Russia Signs Deal To Deploy Tactical Nuclear Weapons In Belarus
TALLINN, Estonia (AP) — Russia and Belarus signed a deal Thursday formalizing the deployment of Moscow’s tactical nuclear weapons on the territory of its ally, although control of the weapons remains in the Kremlin.
Russian President Vladimir Putin announced the deployment of the shorter-range weapons in Belarus earlier this year in a move widely seen as a warning to the West as it stepped up military support for Ukraine.
When the weapons would be deployed wasn’t announced, but Putin has said the construction of storage facilities in Belarus for them would be completed by July 1.
Also unclear is how many nuclear weapons would be kept in Belarus. The U.S. government believes Russia has about 2,000 tactical nuclear weapons, which include bombs that can be carried by aircraft, warheads for short-range missiles and artillery rounds.
Tactical nuclear weapons are intended to destroy enemy troops and weapons on the battlefield. They have a relatively short range and a much lower yield than nuclear warheads fitted to long-range strategic missiles that are capable of obliterating whole cities.
The signing of the deal came as Russia braces for Ukraine’s much-anticipated counteroffensive.

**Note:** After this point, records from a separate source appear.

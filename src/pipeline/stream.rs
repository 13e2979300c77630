//! Streaming backpressure via bounded channels.
//!
//! A producer task feeds query events into a bounded `mpsc` channel, so
//! it waits whenever the consumer falls behind. When the consumer drops
//! the stream, the producer future is dropped too, cancelling whatever it
//! was awaiting (typically the generation backend).

use std::future::Future;
use std::pin::Pin;

use futures_util::Stream;
use tokio::sync::mpsc;
use tokio_stream::wrappers::ReceiverStream;
use tracing::debug;

use crate::Result;
use crate::types::QueryEvent;

/// Stream of events from [`query_stream`](super::RetrievalOrchestrator::query_stream).
pub type QueryStream = Pin<Box<dyn Stream<Item = Result<QueryEvent>> + Send>>;

/// Sending half handed to the producer.
pub(crate) struct EventSender {
    tx: mpsc::Sender<Result<QueryEvent>>,
}

impl EventSender {
    /// Send one item, waiting for buffer space. Returns `false` once the
    /// consumer is gone.
    pub(crate) async fn send(&self, item: Result<QueryEvent>) -> bool {
        self.tx.send(item).await.is_ok()
    }
}

/// Run `produce` on a new task, exposing what it sends as a stream.
///
/// # Panics
///
/// Requires a tokio runtime context.
pub(crate) fn bounded_stream<F, Fut>(buffer_size: usize, produce: F) -> QueryStream
where
    F: FnOnce(EventSender) -> Fut,
    Fut: Future<Output = ()> + Send + 'static,
{
    let (tx, rx) = mpsc::channel(buffer_size);
    let watcher = tx.clone();
    let producer = produce(EventSender { tx });

    tokio::spawn(async move {
        tokio::select! {
            _ = watcher.closed() => debug!("query stream dropped by consumer"),
            _ = producer => {}
        }
    });

    Box::pin(ReceiverStream::new(rx))
}
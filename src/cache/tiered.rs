//! Two-tier cache with write-through and promotion.
//!
//! ```text
//! get ──► L1 (moka, bounded, short TTL) ──hit──► value
//!              │ miss
//!              ▼
//!         L2 (SharedCache, longer TTL) ──hit──► promote into L1 ──► value
//!              │ miss / error / timeout
//!              ▼
//!            miss  (caller computes the value and calls `set`)
//! ```
//!
//! L2 failures never reach the caller: they are logged, counted, and
//! treated as a miss. A cache outage costs latency, never correctness.
//!
//! A promotion that overlaps a prefix delete is discarded: the L2 read
//! may predate the delete, and inserting it into L1 afterwards would
//! resurrect an invalidated entry.

use std::future::Future;
use std::sync::Arc;
use std::sync::atomic::{AtomicBool, AtomicU64, Ordering};
use std::time::Duration;

use tracing::{debug, info, warn};

use super::key::namespace_of;
use super::local::{CacheValue, LocalCache};
use super::shared::{SharedCache, decode_envelope, encode_envelope};
use super::stats::{CacheStats, CacheTier};
use crate::telemetry;
use crate::{MimirError, Result};

/// Configuration for [`TieredCache`].
///
/// ```rust
/// # use mimir::cache::TieredCacheConfig;
/// # use std::time::Duration;
/// let config = TieredCacheConfig::new()
///     .l1_capacity(5_000)
///     .l1_ttl(Duration::from_secs(30));
/// assert!(config.validate().is_ok());
/// ```
#[derive(Debug, Clone)]
pub struct TieredCacheConfig {
    /// Maximum number of L1 entries. Default: 10,000.
    pub l1_capacity: u64,
    /// Upper bound on L1 entry lifetime. Default: 60s.
    pub l1_ttl: Duration,
    /// Per-call deadline for L2 operations. Default: 250ms.
    pub l2_timeout: Duration,
}

impl Default for TieredCacheConfig {
    fn default() -> Self {
        Self {
            l1_capacity: 10_000,
            l1_ttl: Duration::from_secs(60),
            l2_timeout: Duration::from_millis(250),
        }
    }
}

impl TieredCacheConfig {
    pub fn new() -> Self {
        Self::default()
    }

    pub fn l1_capacity(mut self, n: u64) -> Self {
        self.l1_capacity = n;
        self
    }

    pub fn l1_ttl(mut self, ttl: Duration) -> Self {
        self.l1_ttl = ttl;
        self
    }

    pub fn l2_timeout(mut self, timeout: Duration) -> Self {
        self.l2_timeout = timeout;
        self
    }

    /// Reject configurations the cache cannot honour.
    pub fn validate(&self) -> Result<()> {
        if self.l1_capacity == 0 {
            return Err(MimirError::Configuration(
                "l1_capacity must be greater than zero".into(),
            ));
        }
        if self.l2_timeout.is_zero() {
            return Err(MimirError::Configuration(
                "l2_timeout must be greater than zero".into(),
            ));
        }
        Ok(())
    }
}

/// A cache hit and the tier that served it.
#[derive(Debug, Clone)]
pub struct CacheHit {
    pub value: CacheValue,
    pub tier: CacheTier,
}

/// L1 + optional L2 behind one get/set/delete interface.
///
/// Create with [`init`](Self::init), share behind an `Arc`, and call
/// [`shutdown`](Self::shutdown) when the process is done with it. Every
/// method takes `&self`; callers never need their own locking.
pub struct TieredCache {
    l1: LocalCache,
    l2: Option<Arc<dyn SharedCache>>,
    config: TieredCacheConfig,
    stats: CacheStats,
    closed: AtomicBool,
    /// Bumped when a prefix delete completes.
    generation: AtomicU64,
    /// Prefix deletes currently running.
    invalidating: AtomicU64,
}

impl TieredCache {
    /// Validate `config` and build the cache. `l2 = None` runs L1-only.
    pub fn init(config: TieredCacheConfig, l2: Option<Arc<dyn SharedCache>>) -> Result<Self> {
        config.validate()?;
        if let Some(shared) = &l2 {
            info!(backend = shared.name(), l1_capacity = config.l1_capacity, "tiered cache ready");
        }
        Ok(Self {
            l1: LocalCache::new(config.l1_capacity),
            l2,
            config,
            stats: CacheStats::new(),
            closed: AtomicBool::new(false),
            generation: AtomicU64::new(0),
            invalidating: AtomicU64::new(0),
        })
    }

    /// L1-only cache with default configuration.
    pub fn local_only() -> Self {
        let config = TieredCacheConfig::default();
        Self {
            l1: LocalCache::new(config.l1_capacity),
            l2: None,
            config,
            stats: CacheStats::new(),
            closed: AtomicBool::new(false),
            generation: AtomicU64::new(0),
            invalidating: AtomicU64::new(0),
        }
    }

    pub fn config(&self) -> &TieredCacheConfig {
        &self.config
    }

    pub fn stats(&self) -> &CacheStats {
        &self.stats
    }

    /// Whether an L2 tier is attached.
    pub fn has_shared_tier(&self) -> bool {
        self.l2.is_some()
    }

    /// Drop all L1 entries and stop serving. L2 contents are left intact
    /// for other processes.
    pub async fn shutdown(&self) {
        if self.closed.swap(true, Ordering::SeqCst) {
            return;
        }
        self.l1.clear();
        self.l1.sync().await;
        info!("tiered cache shut down");
    }

    fn is_closed(&self) -> bool {
        self.closed.load(Ordering::SeqCst)
    }

    /// Whether a prefix delete ran or is running since `generation` was read.
    fn invalidated_since(&self, generation: u64) -> bool {
        self.invalidating.load(Ordering::SeqCst) > 0
            || self.generation.load(Ordering::SeqCst) != generation
    }

    /// Look up `key`, returning the value on a hit in either tier.
    pub async fn get(&self, key: &str) -> Option<CacheValue> {
        self.lookup(key).await.map(|hit| hit.value)
    }

    /// Look up `key`, reporting which tier answered.
    ///
    /// An L2 hit is promoted into L1 with a TTL no longer than the
    /// remaining L2 lifetime. An L2 read that overlaps a prefix delete is
    /// reported as a miss and never promoted.
    pub async fn lookup(&self, key: &str) -> Option<CacheHit> {
        if self.is_closed() {
            return None;
        }
        let namespace = namespace_of(key);

        if let Some(value) = self.l1.get(key).await {
            self.record_hit(namespace, CacheTier::L1);
            return Some(CacheHit {
                value,
                tier: CacheTier::L1,
            });
        }
        self.record_miss(namespace, CacheTier::L1);

        let l2 = self.l2.as_ref()?;
        let generation = self.generation.load(Ordering::SeqCst);
        let fetched = self.guarded(namespace, "get", l2.get(key)).await.flatten();
        let Some(bytes) = fetched else {
            self.record_miss(namespace, CacheTier::L2);
            return None;
        };
        let Some((remaining, payload)) = decode_envelope(&bytes) else {
            debug!(key, "discarding expired or malformed L2 entry");
            self.record_miss(namespace, CacheTier::L2);
            return None;
        };

        if self.invalidated_since(generation) {
            debug!(key, "prefix delete overlapped L2 read, not promoting");
            self.record_miss(namespace, CacheTier::L2);
            return None;
        }

        let value: CacheValue = Arc::from(payload);
        self.l1
            .insert(key, value.clone(), remaining.min(self.config.l1_ttl))
            .await;
        // The delete may have cleared L1 between the check and the insert
        if self.invalidated_since(generation) {
            self.l1.remove(key).await;
            debug!(key, "prefix delete raced promotion, entry dropped");
            self.record_miss(namespace, CacheTier::L2);
            return None;
        }
        self.stats.record_promotion(namespace);
        metrics::counter!(telemetry::CACHE_PROMOTIONS_TOTAL, "namespace" => namespace.to_owned())
            .increment(1);
        self.record_hit(namespace, CacheTier::L2);
        debug!(key, "promoted L2 entry into L1");

        Some(CacheHit {
            value,
            tier: CacheTier::L2,
        })
    }

    /// Write-through to both tiers.
    ///
    /// L2 keeps the entry for `ttl`; L1 for `min(ttl, l1_ttl)`, so the
    /// freshness tier never outlives the authority tier. A zero `ttl`
    /// removes the key instead.
    pub async fn set(&self, key: &str, value: impl Into<CacheValue>, ttl: Duration) {
        if self.is_closed() {
            return;
        }
        let value = value.into();
        self.l1
            .insert(key, value.clone(), ttl.min(self.config.l1_ttl))
            .await;

        if let Some(l2) = &self.l2 {
            let namespace = namespace_of(key);
            if ttl.is_zero() {
                self.guarded(namespace, "delete", l2.delete(key)).await;
            } else {
                let envelope = encode_envelope(&value, ttl);
                self.guarded(namespace, "set", l2.set(key, &envelope, ttl))
                    .await;
            }
        }
    }

    /// Remove `key` from both tiers.
    pub async fn delete(&self, key: &str) {
        self.l1.remove(key).await;
        if let Some(l2) = &self.l2 {
            self.guarded(namespace_of(key), "delete", l2.delete(key))
                .await;
        }
    }

    /// Remove every key starting with `prefix` (e.g. `"search:"`) from both tiers.
    ///
    /// L2 is cleared before L1 so that no promotion can refill L1 from a
    /// not yet cleared L2. Returns the number of L1 entries removed.
    pub async fn delete_by_prefix(&self, prefix: &str) -> u64 {
        self.invalidating.fetch_add(1, Ordering::SeqCst);
        let namespace = namespace_of(prefix);
        let shared_removed = match &self.l2 {
            Some(l2) => {
                self.guarded(namespace, "delete_by_prefix", l2.delete_by_prefix(prefix))
                    .await
            }
            None => None,
        };
        let removed = self.l1.remove_prefix(prefix).await;
        self.generation.fetch_add(1, Ordering::SeqCst);
        self.invalidating.fetch_sub(1, Ordering::SeqCst);

        debug!(prefix, l1_removed = removed, l2_removed = ?shared_removed, "prefix delete");
        metrics::counter!(telemetry::CACHE_INVALIDATIONS_TOTAL, "namespace" => namespace.to_owned())
            .increment(1);
        removed
    }

    /// Approximate number of L1 entries.
    pub fn l1_entry_count(&self) -> u64 {
        self.l1.entry_count()
    }

    /// Flush pending L1 maintenance (evictions, counts).
    pub async fn run_pending_tasks(&self) {
        self.l1.sync().await;
    }

    /// Run an L2 call under the configured deadline, absorbing failures.
    async fn guarded<T>(
        &self,
        namespace: &str,
        operation: &'static str,
        call: impl Future<Output = Result<T>>,
    ) -> Option<T> {
        let outcome = match tokio::time::timeout(self.config.l2_timeout, call).await {
            Ok(result) => result,
            Err(_) => Err(MimirError::Timeout(self.config.l2_timeout)),
        };
        match outcome {
            Ok(value) => Some(value),
            Err(e) => {
                warn!(namespace, operation, error = %e, "shared cache unavailable, degrading");
                self.stats.record_error(namespace);
                metrics::counter!(telemetry::CACHE_ERRORS_TOTAL,
                    "namespace" => namespace.to_owned(),
                    "operation" => operation,
                )
                .increment(1);
                None
            }
        }
    }

    fn record_hit(&self, namespace: &str, tier: CacheTier) {
        self.stats.record_hit(namespace, tier);
        metrics::counter!(telemetry::CACHE_HITS_TOTAL,
            "tier" => tier.as_str(),
            "namespace" => namespace.to_owned(),
        )
        .increment(1);
    }

    fn record_miss(&self, namespace: &str, tier: CacheTier) {
        self.stats.record_miss(namespace, tier);
        metrics::counter!(telemetry::CACHE_MISSES_TOTAL,
            "tier" => tier.as_str(),
            "namespace" => namespace.to_owned(),
        )
        .increment(1);
    }
}
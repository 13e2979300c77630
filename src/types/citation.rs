//! Citations attached to generated answers

use serde::{Deserialize, Serialize};

/// A source backing part of a generated answer.
///
/// Derived from a [`SearchResult`](super::SearchResult) that made it into
/// the context window; `relevance_score` is the search score, never
/// recomputed.
#[derive(Debug, Clone, PartialEq, Serialize, Deserialize)]
pub struct Citation {
    /// 1-based label matching the `[n]` marker in the context window.
    pub id: usize,
    pub passage_id: String,
    pub title: String,
    #[serde(default, skip_serializing_if = "Option::is_none")]
    pub authors: Option<Vec<String>>,
    #[serde(default, skip_serializing_if = "Option::is_none")]
    pub doi: Option<String>,
    #[serde(default, skip_serializing_if = "Option::is_none")]
    pub external_id: Option<String>,
    pub relevance_score: f32,
    pub quoted_text: String,
    /// Whether the answer text contains this citation's `[n]` marker.
    #[serde(default)]
    pub referenced: bool,
}
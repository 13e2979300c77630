//! Prompt assembly.

use super::context::ContextWindow;
use crate::types::GenerationRequest;

/// Build the generation request for `question` over `window`.
///
/// An empty window yields a query-only prompt: the question verbatim.
pub fn build_request(system_prompt: &str, question: &str, window: &ContextWindow) -> GenerationRequest {
    let prompt = if window.is_empty() {
        question.to_string()
    } else {
        format!(
            "Sources:\n\n{}\n\nQuestion: {question}\n\nAnswer using the sources above and cite them by label.",
            window.render()
        )
    };
    GenerationRequest::new(prompt).system(system_prompt)
}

Both Russian and Belarusian officials also framed the step as driven by hostility from the West.
“Deployment of nonstrategic nuclear weapons is an effective response to the aggressive policy of countries unfriendly to us,” Belarusian Defense Minister Viktor Khrenin said in Minsk at a meeting with his Russian counterpart, Sergei Shoigu.
“In the context of an extremely sharp escalation of threats on the western borders of Russia and Belarus, a decision was made to take countermeasures in the military-nuclear sphere,” Shoigu added.
Putin has argued that by deploying its tactical nuclear weapons in Belarus, Russia was following the lead of the United States, noting that the U.S. has nuclear weapons based in Belgium, Germany, Italy, the Netherlands and Turkey.
Exiled Belarusian opposition leader Sviatlana Tsikhanouskaya condemned the move.
“We must do everything to prevent Putin’s plan to deploy nuclear weapons in Belarus, as this will ensure Russia’s control over Belarus for years to come,” Tsikhanouskaya told The Associated Press. “This will further jeopardize the security of Ukraine and all of Europe.”
Independent Belarusian military analyst Aliaksandr Alesin said about two-thirds of Russia’s arsenal of medium-range nuclear-tipped missiles were held in Belarus during the Cold War, adding that there are dozens of Soviet-era storage facilities that could still be used.
Soviet nuclear weapons stationed in Belarus, Ukraine, and Kazakhstan were moved to Russia in a U.S.-brokered deal after the dissolution of the Soviet Union in 1991.
“Documents in Minsk on the return of nuclear weapons were defiantly signed just at the moment when Ukraine declared a counteroffensive and Western countries are handing over weapons to Kyiv,” Alesin told the AP.
“This Belarusian nuclear balcony should spoil the mood for politicians in the West, since nuclear missiles are capable of covering Ukraine, all of Poland, the Baltic states and parts of Germany.”
Khrenin also announced plans to “build up the combat potential of the regional grouping of Russia and Belarusian troops,” including the transfer to Minsk of the Iskander-M missile system, capable of carrying a nuclear charge, and the S-400 anti-aircraft missile system.
Russia and Belarus have an alliance agreement under which the Kremlin subsidizes the Belarusian economy, via loans and discounted Russian oil and gas. Russia used Belarusian territory as a staging ground for invading neighboring Ukraine and has maintained a contingent of troops and weapons there.